The second thing apparent is that the Arizona requirement is rather commonsense. But apparently, commonsense and the law do not necessarily or always intersect. What is the purpose of a form- federal or state- asking an applicant “Are you a United States citizen?” without the means to determine the validity of the box checked? I cannot speak for every state, but in New Jersey you are required to present several forms of ID to prove residence and citizenship just to get a driver’s license, or even a non-driver photo ID. Which brings up the third point. In the Fisher affirmative action case, Chief Justice Roberts during oral argument placed great emphasis on college applications which invariably ask for a person’s ethnicity. He argued what would stop a person from marking the Hispanic or African-American box when they were neither and they knew that it would increase their chances of college acceptance. Here, he rather eloquently questioned and commented on the checking of boxes without some means to determine the validity of the box thus checked off. Apparently, the authenticity of the ethnic background box on a college application is more important than the validity of whether a person who registers to vote IS ACTUALLY a United States citizen. Color me stupid, but I always thought the right to vote- something people fought and died for- is more important than a college application.

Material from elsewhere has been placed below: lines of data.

//! Battlefield terrain under the gem grid.

// Pattern arithmetic works on small grid indices
#![allow(
    clippy::cast_possible_truncation,
    clippy::cast_possible_wrap,
    clippy::cast_sign_loss,
    clippy::cast_precision_loss
)]

use serde::Serialize;

use super::element::Element;
use super::grid::{MatchGrid, Pos};
use crate::rng::GameRng;

/// Procedural terrain layouts used when a level supplies no terrain grid.
#[derive(Debug, Clone, Copy, PartialEq, Eq, Serialize)]
pub enum TerrainPattern {
    /// Element cycles by row.
    HorizontalStripes,
    /// Element cycles by column.
    VerticalStripes,
    /// Element cycles per 2x2 block.
    Checker,
    /// Four quadrants of elements 0 to 3.
    Quadrants,
    /// Interference pattern of two waves.
    Waves,
}

impl TerrainPattern {
    /// All patterns.
    pub const ALL: [TerrainPattern; 5] = [
        TerrainPattern::HorizontalStripes,
        TerrainPattern::VerticalStripes,
        TerrainPattern::Checker,
        TerrainPattern::Quadrants,
        TerrainPattern::Waves,
    ];

    /// Terrain element id for cell `(r, c)` on a `rows` x `cols` board.
    #[must_use]
    pub fn cell(self, r: usize, c: usize, rows: usize, cols: usize) -> u8 {
        match self {
            TerrainPattern::HorizontalStripes => (r % 6) as u8,
            TerrainPattern::VerticalStripes => (c % 6) as u8,
            TerrainPattern::Checker => ((r / 2 + c / 2) % 6) as u8,
            TerrainPattern::Quadrants => {
                let top = 2 * r < rows;
                let left = 2 * c < cols;
                match (top, left) {
                    (true, true) => 0,
                    (true, false) => 1,
                    (false, true) => 2,
                    (false, false) => 3,
                }
            }
            TerrainPattern::Waves => {
                let (rf, cf) = (r as f64, c as f64);
                let v = ((rf * 0.5 + cf * 0.3).sin() * (rf * 0.3 - cf * 0.5).cos() * 10.0).floor();
                (v.abs() as u64 % 6) as u8
            }
        }
    }
}

/// Terrain element ids laid out under the gem grid.
#[derive(Debug, Clone, PartialEq, Eq, Serialize)]
pub struct TerrainGrid {
    rows: usize,
    cols: usize,
    cells: Vec<u8>,
}

/// How many matched gems sit on their own terrain.
#[derive(Debug, Clone, Copy, PartialEq, Eq, Serialize)]
pub struct TerrainReport {
    /// Matched gems whose type equals the terrain beneath them.
    pub matching: usize,
    /// Element with the most matching gems, if any matched.
    pub dominant: Option<Element>,
}

impl TerrainGrid {
    /// Build from explicit rows. Caller validates the shape.
    #[must_use]
    pub fn from_rows(rows: &[Vec<u8>]) -> Self {
        let cols = rows.first().map_or(0, Vec::len);
        Self {
            rows: rows.len(),
            cols,
            cells: rows.iter().flatten().copied().collect(),
        }
    }

    /// Fill a board with a pattern.
    #[must_use]
    pub fn from_pattern(pattern: TerrainPattern, rows: usize, cols: usize) -> Self {
        let mut cells = Vec::with_capacity(rows * cols);
        for r in 0..rows {
            for c in 0..cols {
                cells.push(pattern.cell(r, c, rows, cols));
            }
        }
        Self { rows, cols, cells }
    }

    /// Fill a board with a randomly chosen pattern.
    pub fn random(rows: usize, cols: usize, rng: &mut GameRng) -> Self {
        let pattern = TerrainPattern::ALL[rng.index(TerrainPattern::ALL.len())];
        Self::from_pattern(pattern, rows, cols)
    }

    /// Number of rows.
    #[must_use]
    pub const fn rows(&self) -> usize {
        self.rows
    }

    /// Number of columns.
    #[must_use]
    pub const fn cols(&self) -> usize {
        self.cols
    }

    /// Terrain element id at a cell. Out-of-range lookups read as 0.
    #[must_use]
    pub fn at(&self, pos: Pos) -> u8 {
        if pos.r >= self.rows || pos.c >= self.cols {
            return 0;
        }
        self.cells[pos.r * self.cols + pos.c]
    }

    /// Count matched gems on their own terrain and find the dominant element.
    ///
    /// Ties for dominance go to the element seen first in `cells`.
    #[must_use]
    pub fn bonus_for(&self, grid: &MatchGrid, cells: &[Pos]) -> TerrainReport {
        let mut counts = [0usize; 6];
        let mut first_seen: Vec<u8> = Vec::new();
        let mut matching = 0;
        for &pos in cells {
            let Some(gem) = grid.gem(pos) else { continue };
            let terrain = self.at(pos);
            if gem == terrain {
                matching += 1;
                let slot = usize::from(terrain % 6);
                if counts[slot] == 0 {
                    first_seen.push(terrain % 6);
                }
                counts[slot] += 1;
            }
        }
        let mut dominant: Option<u8> = None;
        for id in first_seen {
            match dominant {
                Some(best) if counts[usize::from(best)] >= counts[usize::from(id)] => {}
                _ => dominant = Some(id),
            }
        }
        TerrainReport {
            matching,
            dominant: dominant.map(Element::from_gem),
        }
    }

    /// Terrain rows, for renderers.
    #[must_use]
    pub fn to_rows(&self) -> Vec<Vec<u8>> {
        self.cells.chunks(self.cols.max(1)).map(<[u8]>::to_vec).collect()
    }
}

The final thing of note is that both Justices Alito and Thomas should receive a big gold star for their reasoned dissent. Thomas’ dissent relies on the Voter Qualification Clause which he correctly asserts is the province of the states themselves, not the Federal government. He also argues that this a dangerous intrusion of the federal government into a state’s powers to determine AND VERIFY the qualifications of registered voters. For example, if a state disenfranchises certain felons and they mark the box indicating they were never convicted of a felony, what good is the state qualification without verification? The answer: some ink in a box on a federally-recognized form and nothing more. Granted, Congress has the explicit power to regulate immigration and naturalization in the United States. But, this was NOT an immigration case. It was an elections law case and one that, at the end of the day, seriously infringes on a state’s right and responsibility to define and verify voter qualifications. Equally important, it lacks commonsense and removes from states a valid and important tool to combat voter fraud. Liberals are more worried about the hypothetical and imaginary foreign money in elections than they are about actual non-citizens casting a vote. Sometimes I wonder about Roberts, but when I start having doubts about Scalia, then it may be time to really worry.